AJ Datoc ’27 shared, “Swift’s newest album is beautiful, but sometimes I can get tired after a few songs because it’s all about the lyrics. […] the album is a little too long for my liking.”
The self-proclaimed Chairman of the Tortured Poets Department first announced her new album at the Grammy’s during her acceptance speech for Best Pop Vocal Album for her previous album, Midnight’s. This was her 13th Grammy.
TTPD made a monumental debut, having already broken various records.
In its first six days on the market, it became the most streamed album in a single week with 799 million streams across all platforms. Starting at No. 1 on the Billboard 200 chart (dated May 4), it also seized the record for largest streaming week ever for an album totaling 2.61 million in its first week – album sales accounting for 1.914 million of that number.
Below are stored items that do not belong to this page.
use super::WORD;
use crate::error;
use crate::lang::Error;

type Result<T> = std::result::Result<T, Error>;

/// ## Program memory
///
/// One flat byte space shared by the data segment (at address zero),
/// a bump-allocated heap after it, and the stack at the top growing
/// down. A single space keeps pointer arithmetic honest: addresses of
/// globals, locals, string bytes, and `malloc` blocks all live on the
/// same number line.

pub struct Memory {
    bytes: Vec<u8>,
    brk: usize,
}

impl Memory {
    /// Lay out `data` at the base and reserve `size` total bytes.
    pub fn new(data: &[u8], size: usize) -> Result<Memory> {
        if data.len() + 64 * WORD as usize > size {
            return Err(error!(OutOfMemory; "DATA SEGMENT EXCEEDS MEMORY"));
        }
        let mut bytes = vec![0u8; size];
        bytes[..data.len()].copy_from_slice(data);
        // Heap starts at the first word boundary past the data.
        let brk = (data.len() + WORD as usize - 1) & !(WORD as usize - 1);
        Ok(Memory { bytes, brk })
    }

    fn check(&self, addr: i64, len: usize) -> Result<usize> {
        let addr = addr as usize;
        if addr.checked_add(len).map_or(true, |end| end > self.bytes.len()) {
            return Err(error!(MemoryFault; format!("ADDRESS {} OUT OF BOUNDS", addr as i64)));
        }
        Ok(addr)
    }

    pub fn read_word(&self, addr: i64) -> Result<i64> {
        let at = self.check(addr, WORD as usize)?;
        let mut buf = [0u8; WORD as usize];
        buf.copy_from_slice(&self.bytes[at..at + WORD as usize]);
        Ok(i64::from_le_bytes(buf))
    }

    pub fn write_word(&mut self, addr: i64, val: i64) -> Result<()> {
        let at = self.check(addr, WORD as usize)?;
        self.bytes[at..at + WORD as usize].copy_from_slice(&val.to_le_bytes());
        Ok(())
    }

    pub fn read_byte(&self, addr: i64) -> Result<i64> {
        let at = self.check(addr, 1)?;
        Ok(self.bytes[at] as i64)
    }

    pub fn write_byte(&mut self, addr: i64, val: i64) -> Result<()> {
        let at = self.check(addr, 1)?;
        self.bytes[at] = val as u8;
        Ok(())
    }

    pub fn slice(&self, addr: i64, len: usize) -> Result<&[u8]> {
        let at = self.check(addr, len)?;
        Ok(&self.bytes[at..at + len])
    }

    pub fn slice_mut(&mut self, addr: i64, len: usize) -> Result<&mut [u8]> {
        let at = self.check(addr, len)?;
        Ok(&mut self.bytes[at..at + len])
    }

    /// Bytes from `addr` up to the first NUL; the tail of every C
    /// string in this machine.
    pub fn c_str(&self, addr: i64) -> Result<&[u8]> {
        let at = self.check(addr, 1)?;
        let end = self.bytes[at..]
            .iter()
            .position(|&b| b == 0)
            .map(|p| at + p)
            .unwrap_or(self.bytes.len());
        Ok(&self.bytes[at..end])
    }

    /// Bump-allocate `len` zeroed bytes, word aligned. Fails when the
    /// heap would run into the stack reserve at the top.
    pub fn alloc(&mut self, len: i64, stack_reserve: usize) -> Result<i64> {
        if len < 0 {
            return Err(error!(MemoryFault; "NEGATIVE ALLOCATION"));
        }
        let len = ((len as usize) + WORD as usize - 1) & !(WORD as usize - 1);
        if self.brk + len > self.bytes.len().saturating_sub(stack_reserve) {
            return Err(error!(OutOfMemory; "HEAP EXHAUSTED"));
        }
        let addr = self.brk as i64;
        self.brk += len;
        Ok(addr)
    }
}

#[cfg(test)]
mod tests {
    use super::*;

    #[test]
    fn test_word_round_trip() {
        let mut m = Memory::new(&[0; 16], 4096).unwrap();
        m.write_word(16, -5).unwrap();
        assert_eq!(m.read_word(16).unwrap(), -5);
        m.write_byte(24, 0x41).unwrap();
        assert_eq!(m.read_byte(24).unwrap(), 0x41);
    }

    #[test]
    fn test_bounds() {
        let m = Memory::new(&[], 4096).unwrap();
        assert!(m.read_word(4090).is_err());
        assert!(m.read_word(-8).is_err());
        assert!(m.read_word(4088).is_ok());
    }

    #[test]
    fn test_alloc_and_c_str() {
        let mut m = Memory::new(b"hi\0", 4096).unwrap();
        assert_eq!(m.c_str(0).unwrap(), b"hi");
        let a = m.alloc(3, 64).unwrap();
        let b = m.alloc(3, 64).unwrap();
        assert_eq!(a % WORD, 0);
        assert!(b >= a + WORD);
    }
}
/// ## Lexical tokens
///
/// Binary and postfix operator tokens are ordered by binding strength;
/// `precedence()` derives the climbing threshold from that order, so
/// there is no separate precedence table.

#[derive(Debug, Clone, PartialEq)]
pub enum Token {
    /// End of input.
    Eof,
    /// Numeric or character literal.
    Num(i64),
    /// String literal; the compiler copies the bytes into the data
    /// segment when it consumes the token.
    Str(String),
    /// Identifier, resolved to an index in the symbol table.
    Id(usize),
    /// A character matching no lexical rule. Never fatal in the lexer;
    /// the compiler rejects it wherever it turns up.
    Unknown(char),

    // Keywords.
    Char,
    Else,
    Enum,
    If,
    Int,
    Return,
    Sizeof,
    While,

    // Binary and postfix operators, weakest binding first.
    Assign,
    Cond,
    Lor,
    Lan,
    Or,
    Xor,
    And,
    Eq,
    Ne,
    Lt,
    Gt,
    Le,
    Ge,
    Shl,
    Shr,
    Add,
    Sub,
    Mul,
    Div,
    Mod,
    Inc,
    Dec,
    Brak,

    // Remaining punctuation.
    Not,
    Tilde,
    Semicolon,
    Comma,
    Colon,
    LParen,
    RParen,
    LBrace,
    RBrace,
    RBrak,
}

impl Token {
    /// Binding strength for the expression climb. `None` for tokens
    /// that can never continue an expression.
    pub fn precedence(&self) -> Option<u32> {
        use Token::*;
        let p = match self {
            Assign => 1,
            Cond => 2,
            Lor => 3,
            Lan => 4,
            Or => 5,
            Xor => 6,
            And => 7,
            Eq => 8,
            Ne => 9,
            Lt => 10,
            Gt => 11,
            Le => 12,
            Ge => 13,
            Shl => 14,
            Shr => 15,
            Add => 16,
            Sub => 17,
            Mul => 18,
            Div => 19,
            Mod => 20,
            Inc => 21,
            Dec => 22,
            Brak => 23,
            _ => return None,
        };
        Some(p)
    }

    /// True when a `level` climb should consume this token.
    pub fn binds_at(&self, level: &Token) -> bool {
        match (self.precedence(), level.precedence()) {
            (Some(op), Some(min)) => op >= min,
            _ => false,
        }
    }
}

impl std::fmt::Display for Token {
    fn fmt(&self, f: &mut std::fmt::Formatter) -> std::fmt::Result {
        use Token::*;
        match self {
            Eof => write!(f, "END OF INPUT"),
            Num(n) => write!(f, "{}", n),
            Str(s) => write!(f, "\"{}\"", s.escape_default()),
            Id(_) => write!(f, "IDENTIFIER"),
            Unknown(c) => write!(f, "{}", c),
            Char => write!(f, "char"),
            Else => write!(f, "else"),
            Enum => write!(f, "enum"),
            If => write!(f, "if"),
            Int => write!(f, "int"),
            Return => write!(f, "return"),
            Sizeof => write!(f, "sizeof"),
            While => write!(f, "while"),
            Assign => write!(f, "="),
            Cond => write!(f, "?"),
            Lor => write!(f, "||"),
            Lan => write!(f, "&&"),
            Or => write!(f, "|"),
            Xor => write!(f, "^"),
            And => write!(f, "&"),
            Eq => write!(f, "=="),
            Ne => write!(f, "!="),
            Lt => write!(f, "<"),
            Gt => write!(f, ">"),
            Le => write!(f, "<="),
            Ge => write!(f, ">="),
            Shl => write!(f, "<<"),
            Shr => write!(f, ">>"),
            Add => write!(f, "+"),
            Sub => write!(f, "-"),
            Mul => write!(f, "*"),
            Div => write!(f, "/"),
            Mod => write!(f, "%"),
            Inc => write!(f, "++"),
            Dec => write!(f, "--"),
            Brak => write!(f, "["),
            Not => write!(f, "!"),
            Tilde => write!(f, "~"),
            Semicolon => write!(f, ";"),
            Comma => write!(f, ","),
            Colon => write!(f, ":"),
            LParen => write!(f, "("),
            RParen => write!(f, ")"),
            LBrace => write!(f, "{{"),
            RBrace => write!(f, "}}"),
            RBrak => write!(f, "]"),
        }
    }
}

#[cfg(test)]
mod tests {
    use super::*;

    #[test]
    fn test_operator_order() {
        // The climb relies on this exact ordering.
        let ops = [
            Token::Assign,
            Token::Cond,
            Token::Lor,
            Token::Lan,
            Token::Or,
            Token::Xor,
            Token::And,
            Token::Eq,
            Token::Ne,
            Token::Lt,
            Token::Gt,
            Token::Le,
            Token::Ge,
            Token::Shl,
            Token::Shr,
            Token::Add,
            Token::Sub,
            Token::Mul,
            Token::Div,
            Token::Mod,
            Token::Inc,
            Token::Dec,
            Token::Brak,
        ];
        for pair in ops.windows(2) {
            assert!(pair[0].precedence() < pair[1].precedence());
        }
        assert_eq!(Token::Semicolon.precedence(), None);
        assert!(Token::Mul.binds_at(&Token::Add));
        assert!(!Token::Add.binds_at(&Token::Mul));
    }
}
In addition Swift, with her last album Midnights, had previously become the first artist ever to simultaneously occupy all 10 of the top 10 spots of the Billboard Hot 100. With Tortured Poets, she topped herself by becoming the first to claim every slot in the top 14 at once.
“Ultimately shows her talent in writing as well as vocals, […]. To call her a poet is an understatement! She effectively mixes these synth beats with these gut wrenching words that tug on the heart strings of anyone listening. It’s relatable but shows also how extraordinary she is,” Williams added.
“It is raw, emotional and her true feelings spilled out on paper. That is rare to find in this day and age.”